Bildungsakademie Tübingen erhält 310.000 Euro Fördergelder für Modernisierung der Ausstattung

Präsident Harald Herrmann (li.) und Hauptgeschäftsführer Dr. Joachim Eisert (re.) freuen sich über den symbolischen Scheck und den Zuwendungsbescheid der Ministerin Dr. Nicole Hoffmeister-Kraut
(lifePR) ( Reutlingen, )
Die Bildungsakademie Tübingen ist das zentrale Aus- und Weiterbildungszentrum der Handwerkskammer Reutlingen für den gewerblich-technischen Bereich. In 19 Werkstätten stehen 239 Werkstattplätze und drei Seminar-räume mit 60 Plätzen für den Theorieunterricht zur Verfügung. In den Werkstätten werden überbetriebliche Ausbildungsinhalte in den Berufen Metallbauer/-in, Feinwerkmechaniker/-in, Maler/-in und Lackierer/-in, Elektroniker/-in, Elektrotechniker/-in, Schreiner/-in, Friseur/-in, Schweißer/-in, Karosseriebauer/-in, Fahrzeuglackierer/-in, Kfz-Mechatroniker/-in, Anlagenmechaniker/-in für Sanitär-Heizungs- und Klimatechnik, Bürokaufleute, Gebäudereiniger/-in, Mechatroniker/-in, Systemelektroniker/-in sowie Anlagenelektroniker/-in vermittelt. An den Lehrlingsunterweisungen und Fortbildungskursen nehmen jährlich rund 5.000 Personen teil.

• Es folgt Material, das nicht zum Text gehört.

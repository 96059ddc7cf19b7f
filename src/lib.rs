pub mod api;
pub mod config;
pub mod consistency;
pub mod dataset;
pub mod errors;
pub mod llm_providers;
pub mod local_model;
pub mod logging;
pub mod misconception;
pub mod models;
pub mod output_parser;
pub mod pipeline;
pub mod prompts;
pub mod session;

pub use api::{AppState, create_router};
pub use config::Config;
pub use consistency::{ConsistencyVerdict, SelfConsistencyChecker};
pub use dataset::QuestionBank;
pub use errors::*;
pub use llm_providers::{BackendFactory, BackendKind, GenerationBackend, GenerationParams, TextGenerator};
pub use misconception::{MisconceptionCatalog, MisconceptionDescription};
pub use models::*;
pub use output_parser::{OutputParser, QuestionDraft};
pub use pipeline::{PracticeQuestion, QuestionGenerationPipeline};
pub use prompts::{PromptBuilder, PromptFormat};
pub use session::{QuizStep, SessionError, SessionState};
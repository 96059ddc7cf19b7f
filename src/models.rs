use serde::{Deserialize, Serialize};
use std::collections::BTreeMap;
use std::fmt;

/// One of the four labelled answer slots of a multiple-choice question.
#[derive(Debug, Clone, Copy, PartialEq, Eq, PartialOrd, Ord, Hash, Serialize, Deserialize)]
pub enum Choice {
    A,
    B,
    C,
    D,
}

impl Choice {
    /// Scan order used everywhere a deterministic walk over the slots matters.
    pub const ALL: [Choice; 4] = [Choice::A, Choice::B, Choice::C, Choice::D];

    pub fn letter(self) -> char {
        match self {
            Choice::A => 'A',
            Choice::B => 'B',
            Choice::C => 'C',
            Choice::D => 'D',
        }
    }

    pub fn from_letter(c: char) -> Option<Self> {
        match c.to_ascii_uppercase() {
            'A' => Some(Choice::A),
            'B' => Some(Choice::B),
            'C' => Some(Choice::C),
            'D' => Some(Choice::D),
            _ => None,
        }
    }

    /// Lenient parse used on model output: accepts `"b"`, `"B"`, `"B) 42"`,
    /// `"B. 42"` but not `"Because"`.
    pub fn parse_lenient(text: &str) -> Option<Self> {
        let trimmed = text.trim().trim_start_matches(['(', '[']);
        let mut chars = trimmed.chars();
        let choice = Self::from_letter(chars.next()?)?;
        match chars.next() {
            None => Some(choice),
            Some(next) if !next.is_alphanumeric() => Some(choice),
            Some(_) => None,
        }
    }
}

impl fmt::Display for Choice {
    fn fmt(&self, f: &mut fmt::Formatter<'_>) -> fmt::Result {
        write!(f, "{}", self.letter())
    }
}

/// A dataset question row. Column names follow the source dataset.
#[derive(Debug, Clone, PartialEq, Serialize, Deserialize)]
pub struct Question {
    #[serde(rename = "QuestionId", default)]
    pub id: Option<i64>,
    #[serde(rename = "ConstructName", default)]
    pub construct_name: Option<String>,
    #[serde(rename = "SubjectName", default)]
    pub subject_name: Option<String>,
    #[serde(rename = "QuestionText")]
    pub text: String,
    #[serde(rename = "AnswerAText")]
    pub answer_a_text: String,
    #[serde(rename = "AnswerBText")]
    pub answer_b_text: String,
    #[serde(rename = "AnswerCText")]
    pub answer_c_text: String,
    #[serde(rename = "AnswerDText")]
    pub answer_d_text: String,
    #[serde(rename = "CorrectAnswer")]
    pub correct_choice: Choice,
    #[serde(rename = "MisconceptionAId", default)]
    pub misconception_a_id: Option<i64>,
    #[serde(rename = "MisconceptionBId", default)]
    pub misconception_b_id: Option<i64>,
    #[serde(rename = "MisconceptionCId", default)]
    pub misconception_c_id: Option<i64>,
    #[serde(rename = "MisconceptionDId", default)]
    pub misconception_d_id: Option<i64>,
}

impl Question {
    pub fn choice_text(&self, choice: Choice) -> &str {
        match choice {
            Choice::A => &self.answer_a_text,
            Choice::B => &self.answer_b_text,
            Choice::C => &self.answer_c_text,
            Choice::D => &self.answer_d_text,
        }
    }

    pub fn misconception_id(&self, choice: Choice) -> Option<i64> {
        match choice {
            Choice::A => self.misconception_a_id,
            Choice::B => self.misconception_b_id,
            Choice::C => self.misconception_c_id,
            Choice::D => self.misconception_d_id,
        }
    }

    pub fn choices(&self) -> BTreeMap<Choice, String> {
        Choice::ALL
            .iter()
            .map(|c| (*c, self.choice_text(*c).to_string()))
            .collect()
    }

    pub fn is_correct(&self, choice: Choice) -> bool {
        self.correct_choice == choice
    }
}

/// Row of the misconception mapping table.
#[derive(Debug, Clone, PartialEq, Eq, Serialize, Deserialize)]
pub struct MisconceptionRecord {
    #[serde(rename = "MisconceptionId")]
    pub id: i64,
    #[serde(rename = "MisconceptionName")]
    pub description: String,
}

/// Fields a generated question must carry to be usable.
#[derive(Debug, Clone, Copy, PartialEq, Eq, Serialize, Deserialize)]
#[serde(rename_all = "snake_case")]
pub enum QuestionField {
    QuestionText,
    Choice(Choice),
    CorrectChoice,
    Explanation,
}

impl fmt::Display for QuestionField {
    fn fmt(&self, f: &mut fmt::Formatter<'_>) -> fmt::Result {
        match self {
            QuestionField::QuestionText => write!(f, "question text"),
            QuestionField::Choice(c) => write!(f, "choice {}", c),
            QuestionField::CorrectChoice => write!(f, "correct answer"),
            QuestionField::Explanation => write!(f, "explanation"),
        }
    }
}

/// A validated practice question produced from model output.
#[derive(Debug, Clone, PartialEq, Serialize, Deserialize)]
pub struct GeneratedQuestion {
    pub question_text: String,
    pub choices: BTreeMap<Choice, String>,
    pub correct_choice: Choice,
    pub explanation: String,
}

impl GeneratedQuestion {
    pub fn is_correct(&self, choice: Choice) -> bool {
        self.correct_choice == choice
    }
}

/// Vote counts of one self-consistency run.
#[derive(Debug, Clone, Default, PartialEq, Eq, Serialize, Deserialize)]
pub struct AnswerTally {
    counts: [u32; 4],
}

impl AnswerTally {
    pub fn from_counts(a: u32, b: u32, c: u32, d: u32) -> Self {
        Self {
            counts: [a, b, c, d],
        }
    }

    pub fn record(&mut self, choice: Choice) {
        self.counts[choice as usize] += 1;
    }

    pub fn count(&self, choice: Choice) -> u32 {
        self.counts[choice as usize]
    }

    pub fn total(&self) -> u32 {
        self.counts.iter().sum()
    }

    pub fn merge(mut self, other: &AnswerTally) -> Self {
        for choice in Choice::ALL {
            self.counts[choice as usize] += other.count(choice);
        }
        self
    }

    /// Highest count wins; ties go to the earliest slot in A, B, C, D order.
    pub fn majority(&self) -> Choice {
        let mut best = Choice::A;
        for choice in Choice::ALL {
            if self.count(choice) > self.count(best) {
                best = choice;
            }
        }
        best
    }
}

impl fmt::Display for AnswerTally {
    fn fmt(&self, f: &mut fmt::Formatter<'_>) -> fmt::Result {
        write!(
            f,
            "{{A: {}, B: {}, C: {}, D: {}}}",
            self.counts[0], self.counts[1], self.counts[2], self.counts[3]
        )
    }
}

#[cfg(test)]
mod tests {
    use super::*;

    #[test]
    fn test_choice_lenient_parsing() {
        assert_eq!(Choice::parse_lenient("b"), Some(Choice::B));
        assert_eq!(Choice::parse_lenient(" C "), Some(Choice::C));
        assert_eq!(Choice::parse_lenient("D) 42"), Some(Choice::D));
        assert_eq!(Choice::parse_lenient("(A)"), Some(Choice::A));
        assert_eq!(Choice::parse_lenient("Because"), None);
        assert_eq!(Choice::parse_lenient("E"), None);
        assert_eq!(Choice::parse_lenient(""), None);
    }

    #[test]
    fn test_majority_tie_break_prefers_earlier_slot() {
        let tally = AnswerTally::from_counts(3, 5, 5, 1);
        assert_eq!(tally.majority(), Choice::B);

        let tally = AnswerTally::from_counts(2, 2, 2, 2);
        assert_eq!(tally.majority(), Choice::A);

        let tally = AnswerTally::from_counts(0, 0, 0, 1);
        assert_eq!(tally.majority(), Choice::D);
    }

    #[test]
    fn test_tally_merge_and_display() {
        let mut left = AnswerTally::default();
        left.record(Choice::C);
        let mut right = AnswerTally::default();
        right.record(Choice::C);
        right.record(Choice::A);

        let merged = left.merge(&right);
        assert_eq!(merged.total(), 3);
        assert_eq!(merged.to_string(), "{A: 1, B: 0, C: 2, D: 0}");
    }

    #[test]
    fn test_question_deserializes_from_dataset_columns() {
        let row = serde_json::json!({
            "QuestionId": 7,
            "ConstructName": "Order of operations",
            "SubjectName": "BIDMAS",
            "QuestionText": "3 + 4 x 2 = ?",
            "AnswerAText": "14",
            "AnswerBText": "11",
            "AnswerCText": "10",
            "AnswerDText": "24",
            "CorrectAnswer": "B",
            "MisconceptionAId": 42,
            "MisconceptionBId": null
        });

        let question: Question = serde_json::from_value(row).unwrap();
        assert_eq!(question.correct_choice, Choice::B);
        assert_eq!(question.choice_text(Choice::D), "24");
        assert_eq!(question.misconception_id(Choice::A), Some(42));
        assert_eq!(question.misconception_id(Choice::B), None);
        assert_eq!(question.misconception_id(Choice::C), None);
    }
}
use serde::Serialize;
use std::collections::HashMap;
use tracing::{debug, warn};

use crate::models::{Choice, MisconceptionRecord, Question};

pub const NO_MISCONCEPTION_TEXT: &str = "No misconception provided.";
pub const MISCONCEPTION_NOT_FOUND_TEXT: &str = "Misconception not found.";

/// Outcome of a catalog lookup. The two sentinels stay distinguishable from
/// real descriptions and from each other.
#[derive(Debug, Clone, PartialEq, Eq, Serialize)]
#[serde(tag = "kind", content = "value", rename_all = "snake_case")]
pub enum MisconceptionDescription {
    Found(String),
    NotProvided,
    NotFound(i64),
}

impl MisconceptionDescription {
    pub fn as_text(&self) -> &str {
        match self {
            MisconceptionDescription::Found(text) => text,
            MisconceptionDescription::NotProvided => NO_MISCONCEPTION_TEXT,
            MisconceptionDescription::NotFound(_) => MISCONCEPTION_NOT_FOUND_TEXT,
        }
    }

    pub fn is_found(&self) -> bool {
        matches!(self, MisconceptionDescription::Found(_))
    }
}

/// Read-only id -> description table, loaded once from the mapping source.
#[derive(Debug, Clone, Default)]
pub struct MisconceptionCatalog {
    entries: HashMap<i64, String>,
}

impl MisconceptionCatalog {
    /// Later duplicates of an id replace earlier ones; uniqueness is up to the input data.
    pub fn new(records: impl IntoIterator<Item = MisconceptionRecord>) -> Self {
        let entries: HashMap<i64, String> = records
            .into_iter()
            .map(|record| (record.id, record.description))
            .collect();
        debug!(entry_count = entries.len(), "Misconception catalog built");
        Self { entries }
    }

    pub fn len(&self) -> usize {
        self.entries.len()
    }

    pub fn is_empty(&self) -> bool {
        self.entries.is_empty()
    }

    pub fn describe(&self, id: Option<i64>) -> MisconceptionDescription {
        let Some(id) = id else {
            return MisconceptionDescription::NotProvided;
        };

        match self.entries.get(&id) {
            Some(description) => MisconceptionDescription::Found(description.clone()),
            None => {
                warn!(misconception_id = id, "No misconception found for id");
                MisconceptionDescription::NotFound(id)
            }
        }
    }
}

/// Misconception id stored on the question for the chosen slot, if any.
pub fn resolve_misconception_id(question: &Question, selected: Choice) -> Option<i64> {
    question.misconception_id(selected)
}
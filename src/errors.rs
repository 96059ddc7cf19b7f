use crate::api::ApiResponse;
use crate::models::QuestionField;
use axum::{http::StatusCode, response::Json};
use tracing::{error, info, warn};

/// Shown to the learner whenever a practice question cannot be produced.
pub const GENERATION_FAILED_MESSAGE: &str =
    "Could not generate a practice question right now. Please try again.";

/// Startup-time configuration problems. None of these are recoverable.
#[derive(Debug, thiserror::Error)]
pub enum ConfigError {
    #[error("Missing credential: {0} must be set for the remote backend")]
    MissingCredential(String),

    #[error("Model file not found at '{0}'")]
    MissingModelPath(String),

    #[error("Invalid value for {name}: '{value}'")]
    InvalidValue { name: String, value: String },

    #[error("Local backend requested but this build has no local model support (enable the `llama` feature)")]
    LocalBackendUnavailable,
}

/// Failure of a single generation call, local or remote.
#[derive(Debug, thiserror::Error)]
pub enum BackendError {
    #[error("Inference endpoint returned {status}: {body}")]
    Http { status: u16, body: String },

    #[error("Inference request failed: {0}")]
    Transport(String),

    #[error("Inference request timed out after {0}s")]
    Timeout(u64),

    #[error("Malformed inference response: {0}")]
    MalformedResponse(String),

    #[error("Failed to load model: {0}")]
    ModelLoad(String),

    #[error("Model inference failed: {0}")]
    Inference(String),
}

impl BackendError {
    /// Whether the orchestrator may try the same call again.
    pub fn is_retryable(&self) -> bool {
        match self {
            BackendError::Timeout(_) | BackendError::Transport(_) => true,
            BackendError::Http { status, .. } => *status == 429 || *status >= 500,
            BackendError::MalformedResponse(_)
            | BackendError::ModelLoad(_)
            | BackendError::Inference(_) => false,
        }
    }
}

impl From<reqwest::Error> for BackendError {
    fn from(err: reqwest::Error) -> Self {
        if err.is_decode() {
            BackendError::MalformedResponse(err.to_string())
        } else {
            BackendError::Transport(err.to_string())
        }
    }
}

/// Errors surfaced by the generation pipeline and the consistency checker.
#[derive(Debug, thiserror::Error)]
pub enum PipelineError {
    #[error(transparent)]
    Backend(#[from] BackendError),

    #[error("Generated question is incomplete, missing: {}", join_fields(.missing))]
    IncompleteGeneration {
        missing: Vec<QuestionField>,
        raw_text: String,
    },

    #[error("Selected choice {0} is the correct answer; nothing to practice")]
    CorrectAnswerSelected(crate::models::Choice),

    #[error("No usable answer letter in {0} model responses")]
    NoUsableVotes(u32),

    #[error("All {attempts} inference calls failed, last error: {last_error}")]
    AllInferencesFailed { attempts: u32, last_error: BackendError },
}

impl PipelineError {
    /// Retry policy used by the orchestrator.
    pub fn is_retryable(&self) -> bool {
        match self {
            PipelineError::Backend(e) => e.is_retryable(),
            PipelineError::IncompleteGeneration { .. } => true,
            _ => false,
        }
    }
}

fn join_fields(fields: &[QuestionField]) -> String {
    fields
        .iter()
        .map(|f| f.to_string())
        .collect::<Vec<_>>()
        .join(", ")
}

/// Centralized error types for consistent API error handling
#[derive(Debug, thiserror::Error)]
pub enum ApiError {
    #[error("Resource not found: {0}")]
    NotFound(String),

    #[error("Validation error: {0}")]
    ValidationError(String),

    #[error("Generation error: {0}")]
    GenerationError(#[from] PipelineError),

    #[error("Bad request: {0}")]
    BadRequest(String),
}

/// Error context for structured logging
#[derive(Debug)]
pub struct ErrorContext {
    pub operation: String,
    pub resource_id: Option<String>,
    pub resource_type: String,
    pub user_friendly_message: Option<String>,
}

impl ErrorContext {
    pub fn new(operation: &str, resource_type: &str) -> Self {
        Self {
            operation: operation.to_string(),
            resource_id: None,
            resource_type: resource_type.to_string(),
            user_friendly_message: None,
        }
    }

    pub fn with_id(mut self, id: &str) -> Self {
        self.resource_id = Some(id.to_string());
        self
    }

    pub fn with_user_message(mut self, message: &str) -> Self {
        self.user_friendly_message = Some(message.to_string());
        self
    }
}

impl ApiError {
    /// Convert API error to HTTP response with consistent structure and logging
    pub fn to_response_with_context(
        self,
        context: ErrorContext,
    ) -> (StatusCode, Json<ApiResponse<()>>) {
        match &self {
            ApiError::NotFound(_) => {
                info!(
                    operation = %context.operation,
                    resource_type = %context.resource_type,
                    resource_id = ?context.resource_id,
                    error = %self,
                    "Resource not found"
                );
                (
                    StatusCode::NOT_FOUND,
                    Json(ApiResponse::error(
                        context
                            .user_friendly_message
                            .unwrap_or_else(|| format!("{} not found", context.resource_type)),
                    )),
                )
            }
            ApiError::ValidationError(_) | ApiError::BadRequest(_) => {
                warn!(
                    operation = %context.operation,
                    resource_type = %context.resource_type,
                    resource_id = ?context.resource_id,
                    error = %self,
                    "Rejected request"
                );
                (
                    StatusCode::BAD_REQUEST,
                    Json(ApiResponse::error(self.to_string())),
                )
            }
            ApiError::GenerationError(pipeline_error) => {
                let status = match pipeline_error {
                    PipelineError::CorrectAnswerSelected(_) => StatusCode::BAD_REQUEST,
                    PipelineError::IncompleteGeneration { .. } | PipelineError::NoUsableVotes(_) => {
                        StatusCode::UNPROCESSABLE_ENTITY
                    }
                    PipelineError::Backend(BackendError::Timeout(_)) => StatusCode::GATEWAY_TIMEOUT,
                    PipelineError::Backend(_) | PipelineError::AllInferencesFailed { .. } => {
                        StatusCode::SERVICE_UNAVAILABLE
                    }
                };
                error!(
                    operation = %context.operation,
                    resource_type = %context.resource_type,
                    resource_id = ?context.resource_id,
                    status = %status,
                    error = %self,
                    "Generation error"
                );
                let message = match pipeline_error {
                    PipelineError::CorrectAnswerSelected(_) => self.to_string(),
                    _ => context
                        .user_friendly_message
                        .unwrap_or_else(|| GENERATION_FAILED_MESSAGE.to_string()),
                };
                (status, Json(ApiResponse::error(message)))
            }
        }
    }

    /// Simple conversion without context
    pub fn to_response(self) -> (StatusCode, Json<ApiResponse<()>>) {
        let context = ErrorContext::new("unknown", "resource");
        self.to_response_with_context(context)
    }
}
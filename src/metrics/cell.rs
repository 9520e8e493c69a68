use std::cell::Cell;

/// Counter bumped from `&self` paths (probes) of a single-threaded engine.
///
/// `MetricsCell` is `!Sync`; engines shared across threads sit behind a lock.
#[repr(transparent)]
#[derive(Debug, Default)]
pub struct MetricsCell(Cell<u64>);

impl MetricsCell {
    #[inline]
    pub fn new() -> Self {
        Self(Cell::new(0))
    }

    #[inline]
    pub fn get(&self) -> u64 {
        self.0.get()
    }

    #[inline]
    pub fn incr(&self) {
        self.0.set(self.0.get() + 1);
    }

    #[inline]
    pub fn reset(&self) {
        self.0.set(0);
    }
}
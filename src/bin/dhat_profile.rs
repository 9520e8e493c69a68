//! DHAT heap profiler for memokit.
//!
//! Run with: cargo run --bin dhat_profile --release --features dhat-heap
//! View results: Open dhat-heap.json in <https://nnethercote.github.io/dh_view/dh_view.html>

#[global_allocator]
static ALLOC: dhat::Alloc = dhat::Alloc;

use memokit::comparator::{comparator, ComparatorSet, HashEquality};
use memokit::lookup::MemoLookup;
use memokit::memoize::Memoized;
use memokit::value::Value;

/// Simple XorShift64 RNG for deterministic workloads.
struct XorShift64 {
    state: u64,
}

impl XorShift64 {
    fn new(seed: u64) -> Self {
        Self { state: seed.max(1) }
    }

    fn next_u64(&mut self) -> u64 {
        let mut x = self.state;
        x ^= x << 13;
        x ^= x >> 7;
        x ^= x << 17;
        self.state = x;
        x
    }
}

/// Wide, shallow trie: many distinct root keys, short sequences.
fn profile_wide() {
    println!("=== Profiling wide trie (arity 2) ===");
    let mut rng = XorShift64::new(42);
    let comparators = ComparatorSet::<u64>::new();
    let mut lookup: MemoLookup<u64, u64> = MemoLookup::new();

    for _ in 0..100_000 {
        let keys = [rng.next_u64() % 16_384, rng.next_u64() % 8];
        lookup.get_or_add(&keys, &comparators, |k| k[0] ^ k[1]);
    }

    println!(
        "  Entries: {}, computed: {}, levels: {}",
        lookup.entry_count(),
        lookup.computed_count(),
        lookup.level_count()
    );
}

/// Deep trie: long sequences sharing prefixes.
fn profile_deep() {
    println!("=== Profiling deep trie (arity 16) ===");
    let mut rng = XorShift64::new(7);
    let comparators = ComparatorSet::<u8>::with_default(HashEquality);
    let mut lookup: MemoLookup<u8, usize> = MemoLookup::new();

    for _ in 0..20_000 {
        let keys: Vec<u8> = (0..16).map(|_| (rng.next_u64() % 4) as u8).collect();
        lookup.get_or_add(&keys, &comparators, |k| k.iter().map(|&b| usize::from(b)).sum());
    }

    println!(
        "  Entries: {}, computed: {}, levels: {}",
        lookup.entry_count(),
        lookup.computed_count(),
        lookup.level_count()
    );
}

/// Every key collides: one bucket per level scanned linearly.
fn profile_collisions() {
    println!("=== Profiling colliding hashes ===");
    let mut comparators = ComparatorSet::<u32>::new();
    comparators.set(0, comparator(|_: &u32| 0, |a: &u32, b: &u32| a == b));
    let mut lookup: MemoLookup<u32, u32> = MemoLookup::new();

    for i in 0..4_096u32 {
        lookup.get_or_add(&[i], &comparators, |k| k[0] * 2);
    }

    println!("  Entries: {}", lookup.entry_count());
}

/// Recursive adapter over dynamic keys.
fn profile_recursive() {
    println!("=== Profiling recursive adapter ===");
    let paths = Memoized::recursive(|paths: &Memoized<Value, u64>, keys: &[Value]| {
        let (row, col) = (keys[0].as_i64().unwrap_or(0), keys[1].as_i64().unwrap_or(0));
        if row == 0 || col == 0 {
            1
        } else {
            paths.call(&[Value::from(row - 1), Value::from(col)])
                .wrapping_add(paths.call(&[Value::from(row), Value::from(col - 1)]))
        }
    });

    let total = paths.call(&[Value::from(200), Value::from(200)]);
    println!("  Result: {}, computed: {}", total, paths.computed_count());
}

fn main() {
    let _profiler = dhat::Profiler::new_heap();

    println!("memokit DHAT Heap Profiling");
    println!("===========================\n");

    profile_wide();
    profile_deep();
    profile_collisions();
    profile_recursive();

    println!("\n===========================");
    println!("Profile written to dhat-heap.json");
}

Im vergangenen Jahr wurden der Anbau der Akademie und ein neues Internatsgebäude eröffnet. Knapp über 15 Millionen haben Anbau und Gästehaus gekostet. Für die Modernisierung und Ergänzung der Ausstattung (neue Schweißgeräte, Lackierpistolen, Holzplattensägen oder Kfz-Diagnosegeräte), und um die Arbeitssicherheit, Ergonomie, Nachhaltigkeit und Energieeffizienz zu verbessern, wird die Kammer zusätzlich 1,2 Millionen Euro in die Hand nehmen – 45 Prozent werden vom Bund, 25 Prozent, also knapp 310.000 Euro, vom Land Baden-Württemberg bezuschusst.

Anlässlich der Ausstellung des Zuwendungsbescheides zu dieser Förderung, ließ es sich Frau Dr. Nicole Hoffmeister-Kraut, Ministerin für Wirtschaft, Arbeit und Tourismus des Landes Baden-Württemberg, gestern nicht nehmen, diesen bei einer kurzen Stippvisite in der Bildungsakademie persönlich an Präsident Harald Herrmann und Hauptgeschäftsführer Dr. Joachim Eisert zu übergeben. „In Zeiten der Transformation und der Corona-Pandemie ist die berufliche Fortbildung wichtiger denn je. Moderne Aus- und Weiterbildungszentren leisten einen bedeutenden Beitrag zur Leistungskraft unserer Wirtschaft. Sie verhelfen zu beruflichen Perspektiven und sichern die kontinuierliche Weiterbildung der Mitarbeiterinnen und Mitarbeiter“, sagte Wirtschafts- und Arbeitsministerin Dr. Nicole Hoffmeister-Kraut.